US consumer prices jumped 0.5 per cent last month, driven by higher petrol prices, but underlying inflation was tame, according to data released ahead of next week's Federal Reserve meeting.
The core consumer price index - which excludes volatile food and energy components - rose by 0.1 per cent, the US Labor Department reported. That was below the consensus forecast of 0.2 per cent, held down in part by car manufacturers' discounts.
The data was largely unaffected by Hurricane Katrina, which devastated New Orleans and the Mississippi coast late last month.
Separately, new jobless claims jumped 71,000 to 398,000 last week, the biggest increase in weekly claims in almost 10 years. Some 68,000 of the new claims came from people affected by Katrina. Otherwise there were no signs of a weaker labour market.
The Federal Reserve is expected to raise its target for the federal funds rate another quarter-point, to 3.75 per cent, next week. Policymakers focus on the national economy, and past experience has shown that hurricanes tend to have little impact over time, with the dip in activity compensated by reconstruction.
The greater concern is over energy prices. Higher energy prices - particularly petrol prices - could sap consumer confidence and spending. They could also feed into a rise in core inflation, as companies try to pass on cost increases, workers demand higher wages, and inflation expectations rise.
The Fed's job will be made harder judging the incoming data owing to volatility following Katrina.
In the 12 months to August, headline inflation rose by 3.6 per cent while core inflation rose 2.1 per cent. The minutes of the Fed's August meeting showed increased concern about inflation risks at a time when there is very little spare production capacity or labour market slack in the economy.
Michael Moskow, president of the Chicago Federal Reserve, said in a speech last week: "Because the economy is running nearer to potential, unfavourable cost developments are more likely to pass through to core inflation."
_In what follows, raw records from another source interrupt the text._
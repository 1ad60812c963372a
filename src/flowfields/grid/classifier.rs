//! A [GridClassifier] is the only view the flow field calculations have of a
//! level. It answers whether a cell is walkable ground, whether it's blocked
//! by an obstacle under a given [AvoidanceMode] and which cells neighbour it.
//!
//! Calculations may call into a classifier at any rate so implementations
//! must be free of side effects.
//!

use crate::prelude::*;

/// Defines required access to a level's layout
pub trait GridClassifier {
	/// Whether the cell is walkable ground
	fn is_walkable(&self, cell: GridCell) -> bool;
	/// Whether the cell is occupied by an obstacle that blocks movement in
	/// the given `mode`
	fn is_blocked(&self, cell: GridCell, mode: AvoidanceMode) -> bool;
	/// Every walkable cell of the level
	fn get_walkable_cells(&self) -> Vec<GridCell>;
	/// The cells an actor can step to from `cell`. Every neighbour must be
	/// orthogonally adjacent to `cell`
	fn get_neighbours(&self, cell: GridCell) -> Vec<GridCell> {
		Ordinal::get_orthogonal_cell_neighbours(cell)
	}
	/// Whether the cell is walkable ground holding a
	/// [ObstacleClass::Conditional] obstacle, these cells are the targets of
	/// the fallback pass
	fn is_fallback_target(&self, cell: GridCell) -> bool {
		self.is_walkable(cell)
			&& self.is_blocked(cell, AvoidanceMode::Strict)
			&& !self.is_blocked(cell, AvoidanceMode::Relaxed)
	}
}

/// Composes a [WalkableGrid] with any number of [ObstacleLayer]s
pub struct LayeredClassifier<'a> {
	/// Ground of the level
	grid: &'a WalkableGrid,
	/// Layers of both classes
	layers: &'a [ObstacleLayer],
}

impl<'a> LayeredClassifier<'a> {
	/// Create a new instance of [LayeredClassifier]
	pub fn new(grid: &'a WalkableGrid, layers: &'a [ObstacleLayer]) -> Self {
		LayeredClassifier { grid, layers }
	}
}

impl GridClassifier for LayeredClassifier<'_> {
	fn is_walkable(&self, cell: GridCell) -> bool {
		self.grid.is_walkable(cell)
	}
	fn is_blocked(&self, cell: GridCell, mode: AvoidanceMode) -> bool {
		self.layers
			.iter()
			.any(|layer| mode.is_blocked_by(layer.get_class()) && layer.contains(cell))
	}
	fn get_walkable_cells(&self) -> Vec<GridCell> {
		self.grid.get_walkable_cells()
	}
}
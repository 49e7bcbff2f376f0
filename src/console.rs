//! Line-oriented driver for a [`BookingSession`].
//!
//! Input lines, countdown ticks and backend replies are handled one at a
//! time from a single `select!` loop. Backend calls run on spawned tasks and
//! report back over a channel, so the prompt stays responsive while a
//! request is outstanding.

use std::sync::Arc;

use chrono::Local;
use color_eyre::eyre::Result;
use tokio::{
    io::{stdin, AsyncBufReadExt, BufReader},
    sync::mpsc,
};
use tracing::{debug, warn};
use visitbook_backend::BookingBackend;
use visitbook_core::models::{
    booking::{BookingRecord, CancelOutcome, SubmitOutcome},
    slot::{Slot, SlotKey, SlotsPayload},
};
use visitbook_session::{
    verification::CountdownTimer, BookingSession, CodeIssue, SessionPhase, SubmitTicket, Ticket,
};

const HELP: &str = "\
Commands:
  code <email> <name>   send a verification code
  verify <code>         enter the code you received
  slots                 refresh available slots
  pick1 <n|key|none>    choose Visit 1 (option number or YYYY-MM-DD|HH:MM)
  pick2 <n|key|none>    choose Visit 2
  reset                 clear both choices and refresh
  submit                book the chosen pair
  cancel                cancel your booking
  booking               reload your booking
  show                  print the current state
  quit";

enum Reply {
    Slots(Ticket, eyre::Result<SlotsPayload>),
    Booking(Ticket, eyre::Result<BookingRecord>),
    Submit(SubmitTicket, eyre::Result<SubmitOutcome>),
    Cancel(Ticket, eyre::Result<CancelOutcome>),
}

struct Console {
    session: BookingSession,
    backend: Arc<dyn BookingBackend>,
    replies: mpsc::UnboundedSender<Reply>,
}

pub async fn run(session: BookingSession, backend: Arc<dyn BookingBackend>) -> Result<()> {
    let (tx, mut rx) = mpsc::unbounded_channel();
    let mut console = Console {
        session,
        backend,
        replies: tx,
    };
    let mut timer = CountdownTimer::default();
    let mut lines = BufReader::new(stdin()).lines();

    println!("{}", HELP);

    loop {
        tokio::select! {
            line = lines.next_line() => {
                let Some(line) = line? else { break };
                if !console.handle_line(line.trim()).await {
                    break;
                }
            }
            _ = timer.tick() => {
                if console.session.tick() == 0 {
                    println!("You can request a new code.");
                }
            }
            Some(reply) = rx.recv() => console.handle_reply(reply),
        }

        timer.sync(console.session.verification().countdown_running());
    }

    Ok(())
}

impl Console {
    /// Returns `false` when the user asked to quit.
    async fn handle_line(&mut self, line: &str) -> bool {
        let (command, rest) = line.split_once(' ').unwrap_or((line, ""));
        let rest = rest.trim();

        match command {
            "" => {}
            "quit" | "exit" => return false,
            "help" => println!("{}", HELP),
            "show" => self.render(),
            "code" => self.request_code(rest).await,
            "verify" => self.verify(rest),
            "slots" => self.refresh(),
            "pick1" => self.pick(rest, true),
            "pick2" => self.pick(rest, false),
            "reset" => {
                self.session.clear_selection();
                self.refresh();
            }
            "submit" => self.submit(),
            "cancel" => self.cancel(),
            "booking" => self.load_booking(),
            other => println!("Unknown command {:?}. Type `help`.", other),
        }
        true
    }

    async fn request_code(&mut self, rest: &str) {
        let (address, name) = rest.split_once(' ').unwrap_or((rest, ""));

        match self.session.request_code(name, address).await {
            Ok(CodeIssue::Throttled { remaining_secs }) => {
                println!("Please wait {}s before requesting another code.", remaining_secs)
            }
            Ok(CodeIssue::AlreadyVerified) => println!("{} is already verified.", address),
            Ok(CodeIssue::Issued { .. }) | Err(_) => self.print_status(),
        }
    }

    fn verify(&mut self, code: &str) {
        match self.session.verify_code(code) {
            Ok(true) => {
                self.print_status();
                self.refresh();
                self.load_booking();
            }
            Ok(false) => println!("Already verified."),
            Err(_) => self.print_status(),
        }
    }

    fn refresh(&mut self) {
        let ticket = self.session.begin_refresh();
        let backend = Arc::clone(&self.backend);
        let replies = self.replies.clone();

        tokio::spawn(async move {
            let fetched = backend.get_slots().await;
            let _ = replies.send(Reply::Slots(ticket, fetched));
        });
    }

    fn load_booking(&mut self) {
        let Ok(ticket) = self.session.begin_load_booking() else {
            return self.print_status();
        };
        let backend = Arc::clone(&self.backend);
        let replies = self.replies.clone();

        tokio::spawn(async move {
            let fetched = backend.get_booking(ticket.address()).await;
            let _ = replies.send(Reply::Booking(ticket, fetched));
        });
    }

    fn submit(&mut self) {
        let Ok(ticket) = self.session.begin_submit() else {
            return self.print_status();
        };
        println!("Submitting...");
        let backend = Arc::clone(&self.backend);
        let replies = self.replies.clone();

        tokio::spawn(async move {
            let outcome = backend.submit_booking(ticket.request()).await;
            let _ = replies.send(Reply::Submit(ticket, outcome));
        });
    }

    fn cancel(&mut self) {
        let Ok(ticket) = self.session.begin_cancel() else {
            return self.print_status();
        };
        println!("Cancelling...");
        let backend = Arc::clone(&self.backend);
        let replies = self.replies.clone();

        tokio::spawn(async move {
            let outcome = backend.cancel_booking(ticket.address()).await;
            let _ = replies.send(Reply::Cancel(ticket, outcome));
        });
    }

    fn pick(&mut self, choice: &str, first: bool) {
        let key = match self.resolve_choice(choice, first) {
            Ok(key) => key,
            Err(message) => return println!("{}", message),
        };

        let result = if first {
            self.session.select_visit1(key)
        } else {
            self.session.select_visit2(key)
        };

        match result {
            Ok(()) => self.render(),
            Err(_) => self.print_status(),
        }
    }

    /// Turns `none`, a 1-based option number or a slot key into a choice.
    fn resolve_choice(&self, choice: &str, first: bool) -> std::result::Result<Option<SlotKey>, String> {
        if choice.is_empty() || choice == "none" {
            return Ok(None);
        }

        if let Ok(n) = choice.parse::<usize>() {
            let options = if first {
                self.session.visit1_options()
            } else {
                self.session.visit2_options()
            };
            return n
                .checked_sub(1)
                .and_then(|i| options.get(i))
                .map(|slot| Some(slot.key()))
                .ok_or_else(|| format!("No option {}", n));
        }

        choice.parse::<SlotKey>().map(Some).map_err(|e| e.to_string())
    }

    fn handle_reply(&mut self, reply: Reply) {
        let applied = match reply {
            Reply::Slots(ticket, fetched) => self.session.finish_refresh(ticket, fetched).map(|d| d.is_applied()),
            Reply::Booking(ticket, fetched) => {
                self.session.finish_load_booking(ticket, fetched).map(|d| d.is_applied())
            }
            Reply::Submit(ticket, outcome) => {
                let result = self.session.finish_submit(ticket, outcome).map(|d| d.is_applied());
                if matches!(result, Ok(true)) {
                    self.refresh();
                }
                result
            }
            Reply::Cancel(ticket, outcome) => {
                let result = self.session.finish_cancel(ticket, outcome).map(|d| d.is_applied());
                if matches!(result, Ok(true)) {
                    self.refresh();
                }
                result
            }
        };

        match applied {
            Ok(true) => self.render(),
            Ok(false) => debug!("Dropped stale backend reply"),
            Err(e) => {
                warn!("{}", e);
                self.print_status();
            }
        }
    }

    fn print_status(&mut self) {
        if let Some(status) = self.session.status() {
            println!("{}", status);
        }
        self.session.clear_status();
    }

    fn render(&mut self) {
        let session = &self.session;
        let verification = session.verification();

        println!();
        match session.phase() {
            SessionPhase::Unverified => println!("Not verified. Use `code <email> <name>`."),
            SessionPhase::Verifying => println!(
                "Waiting for the code sent to {} (resend in {}s)",
                verification.address(),
                verification.remaining_secs()
            ),
            SessionPhase::Browsing => {
                println!("Booking as {} <{}>", verification.display_name(), verification.address());
                let catalog = session.catalog();
                if !catalog.is_loaded() {
                    println!("Loading slots...");
                } else if let Some(at) = catalog.refreshed_at() {
                    println!("Slots as of {}", at.with_timezone(&Local).format("%H:%M:%S"));
                }
                print_options("Visit 1", &session.visit1_options(), session.selection().visit1.as_ref());
                print_options("Visit 2", &session.visit2_options(), session.selection().visit2.as_ref());
            }
            SessionPhase::Booked => {
                if let Some(booking) = session.booking() {
                    println!("Your booking:");
                    println!("  Visit 1: {}", booking.describe_visit1());
                    println!("  Visit 2: {}", booking.describe_visit2());
                }
            }
        }
        if session.is_loading() {
            println!("(loading...)");
        }

        self.print_status();
    }
}

fn print_options(title: &str, options: &[&Slot], chosen: Option<&Slot>) {
    println!("{}:", title);
    if options.is_empty() {
        println!("  No matching slots available");
    }
    for (i, slot) in options.iter().enumerate() {
        let marker = if chosen.is_some_and(|c| c.key() == slot.key()) { "*" } else { " " };
        println!("{} {:>2}. {}  [{}]", marker, i + 1, slot.label(), slot.key());
    }
}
Janet Yellen, San Francisco Fed president, dwelled a bit more on the potential risks to growth, but said: "While a 'whisker' of slack may still remain [in the labour market], we probably can't count on slack to hold inflation down."
An important topic at next week's meeting will be whether the Federal Reserve should alter the forward-looking language in its policy statement, which says that monetary policy is "accommodative" and that the Fed is likely to continue raising the federal funds rate at a "measured" pace. This was already a live topic before Katrina, as the Fed gets closer to restoring rates to a neutral level.